* WORK REQUIRED
Print the data that follows exactly as it stands, from its first line through the line containing "use crate::middleware::Trace;", and stop there.

* GIVEN ENTRIES

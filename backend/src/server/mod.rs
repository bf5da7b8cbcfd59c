//! Server construction and middleware wiring.

mod config;

pub use config::{ConfigError, ServerConfig};

use std::sync::Arc;

use actix_files::Files;
use actix_web::dev::{Server, ServiceFactory, ServiceRequest, ServiceResponse};
use actix_web::{App, HttpServer, web};
use tracing::info;

#[cfg(debug_assertions)]
use utoipa::OpenApi;
#[cfg(debug_assertions)]
use utoipa_swagger_ui::SwaggerUi;

#[cfg(debug_assertions)]
use crate::doc::ApiDoc;
use crate::domain::ports::BlobStore;
use crate::domain::{
    AccountService, DocumentService, PasswordEntryService, ProfileService, UploadLimits,
};
use crate::inbound::http::health::{live, ready};
use crate::inbound::http::{AuthTokens, HealthState, HttpState, api_routes};
use crate::middleware::Trace;
use crate::outbound::persistence::{
    DbPool, DieselDocumentRepository, DieselPasswordEntryRepository, DieselUserRepository,
    run_migrations,
};
use crate::outbound::security::{BcryptPasswordHasher, JwtTokenService};
use crate::outbound::storage::{LocalBlobStore, RemoteBlobStore};

#[derive(Clone)]
struct AppDependencies {
    health_state: web::Data<HealthState>,
    http_state: web::Data<HttpState>,
    auth_tokens: web::Data<AuthTokens>,
    upload_limits: web::Data<UploadLimits>,
    /// Local uploads root to serve statically; `None` with a remote store.
    static_uploads: Option<std::path::PathBuf>,
}

fn build_app(
    deps: AppDependencies,
) -> App<
    impl ServiceFactory<
        ServiceRequest,
        Config = (),
        Response = ServiceResponse,
        Error = actix_web::Error,
        InitError = (),
    >,
> {
    let AppDependencies {
        health_state,
        http_state,
        auth_tokens,
        upload_limits,
        static_uploads,
    } = deps;

    let mut app = App::new()
        .app_data(health_state)
        .app_data(http_state)
        .app_data(auth_tokens)
        .app_data(upload_limits)
        .wrap(Trace)
        .configure(api_routes)
        .service(ready)
        .service(live);

    if let Some(root) = static_uploads {
        app = app.service(Files::new("/uploads", root));
    }

    #[cfg(debug_assertions)]
    let app = app.service(SwaggerUi::new("/docs").url("/api-docs/openapi.json", ApiDoc::openapi()));
    #[cfg(not(debug_assertions))]
    let app = app;

    app
}

/// Set up the blob store named by the configuration.
async fn build_blob_store(
    config: &ServerConfig,
) -> std::io::Result<(Arc<dyn BlobStore>, Option<std::path::PathBuf>)> {
    if let Some(base) = &config.blob_store_url {
        info!(base = %base, "using remote blob store");
        let client = reqwest::Client::builder()
            .use_rustls_tls()
            .build()
            .map_err(std::io::Error::other)?;
        return Ok((Arc::new(RemoteBlobStore::new(client, base.clone())), None));
    }
    info!(root = %config.upload_dir.display(), "using local blob store");
    let store = LocalBlobStore::create(config.upload_dir.clone()).await?;
    Ok((Arc::new(store), Some(config.upload_dir.clone())))
}

/// Wire the use-case services over their adapters.
fn build_http_state(
    pool: &DbPool,
    blobs: Arc<dyn BlobStore>,
    tokens: Arc<JwtTokenService>,
    limits: UploadLimits,
) -> HttpState {
    let users = Arc::new(DieselUserRepository::new(pool.clone()));
    let hasher = Arc::new(BcryptPasswordHasher::new());

    let accounts = AccountService::new(users.clone(), hasher.clone(), tokens);
    let passwords =
        PasswordEntryService::new(Arc::new(DieselPasswordEntryRepository::new(pool.clone())));
    let documents = DocumentService::new(
        Arc::new(DieselDocumentRepository::new(pool.clone())),
        blobs.clone(),
        limits.document_max_bytes,
    );
    let profile = ProfileService::new(users, blobs, hasher, limits.avatar_max_bytes);

    HttpState::new(
        Arc::new(accounts),
        Arc::new(passwords),
        Arc::new(documents),
        Arc::new(profile),
    )
}

/// Construct an Actix HTTP server from the provided configuration.
///
/// Opens the database pool, applies pending migrations, sets up the blob
/// store, and binds the listener. The returned [`Server`] must be awaited
/// to drive connections.
///
/// # Errors
/// Propagates [`std::io::Error`] when the database, storage root, or
/// socket cannot be initialised.
pub async fn create_server(
    health_state: web::Data<HealthState>,
    config: ServerConfig,
) -> std::io::Result<Server> {
    let pool = DbPool::new(&config.database_url).map_err(std::io::Error::other)?;
    run_migrations(&pool).map_err(std::io::Error::other)?;

    let (blobs, static_uploads) = build_blob_store(&config).await?;
    let tokens = Arc::new(JwtTokenService::new(&config.jwt_secret));
    let http_state = web::Data::new(build_http_state(
        &pool,
        blobs,
        tokens.clone(),
        config.upload_limits,
    ));
    let auth_tokens = web::Data::new(AuthTokens::new(tokens));
    let upload_limits = web::Data::new(config.upload_limits);

    let server_health_state = health_state.clone();
    let server = HttpServer::new(move || {
        build_app(AppDependencies {
            health_state: server_health_state.clone(),
            http_state: http_state.clone(),
            auth_tokens: auth_tokens.clone(),
            upload_limits: upload_limits.clone(),
            static_uploads: static_uploads.clone(),
        })
    })
    .bind(config.bind_addr)?
    .run();

    health_state.mark_ready();
    Ok(server)
}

* REPLY TO THE TASK
filename backend/src/server/mod.rs
repository bf5da7b8cbcfd59c
//! Server construction and middleware wiring.

mod config;

pub use config::{ConfigError, ServerConfig};

use std::sync::Arc;

use actix_files::Files;
use actix_web::dev::{Server, ServiceFactory, ServiceRequest, ServiceResponse};
use actix_web::{App, HttpServer, web};
use tracing::info;

#[cfg(debug_assertions)]
use utoipa::OpenApi;
#[cfg(debug_assertions)]
use utoipa_swagger_ui::SwaggerUi;

#[cfg(debug_assertions)]
use crate::doc::ApiDoc;
use crate::domain::ports::BlobStore;
use crate::domain::{
    AccountService, DocumentService, PasswordEntryService, ProfileService, UploadLimits,
};
use crate::inbound::http::health::{live, ready};
use crate::inbound::http::{AuthTokens, HealthState, HttpState, api_routes};
use crate::middleware::Trace;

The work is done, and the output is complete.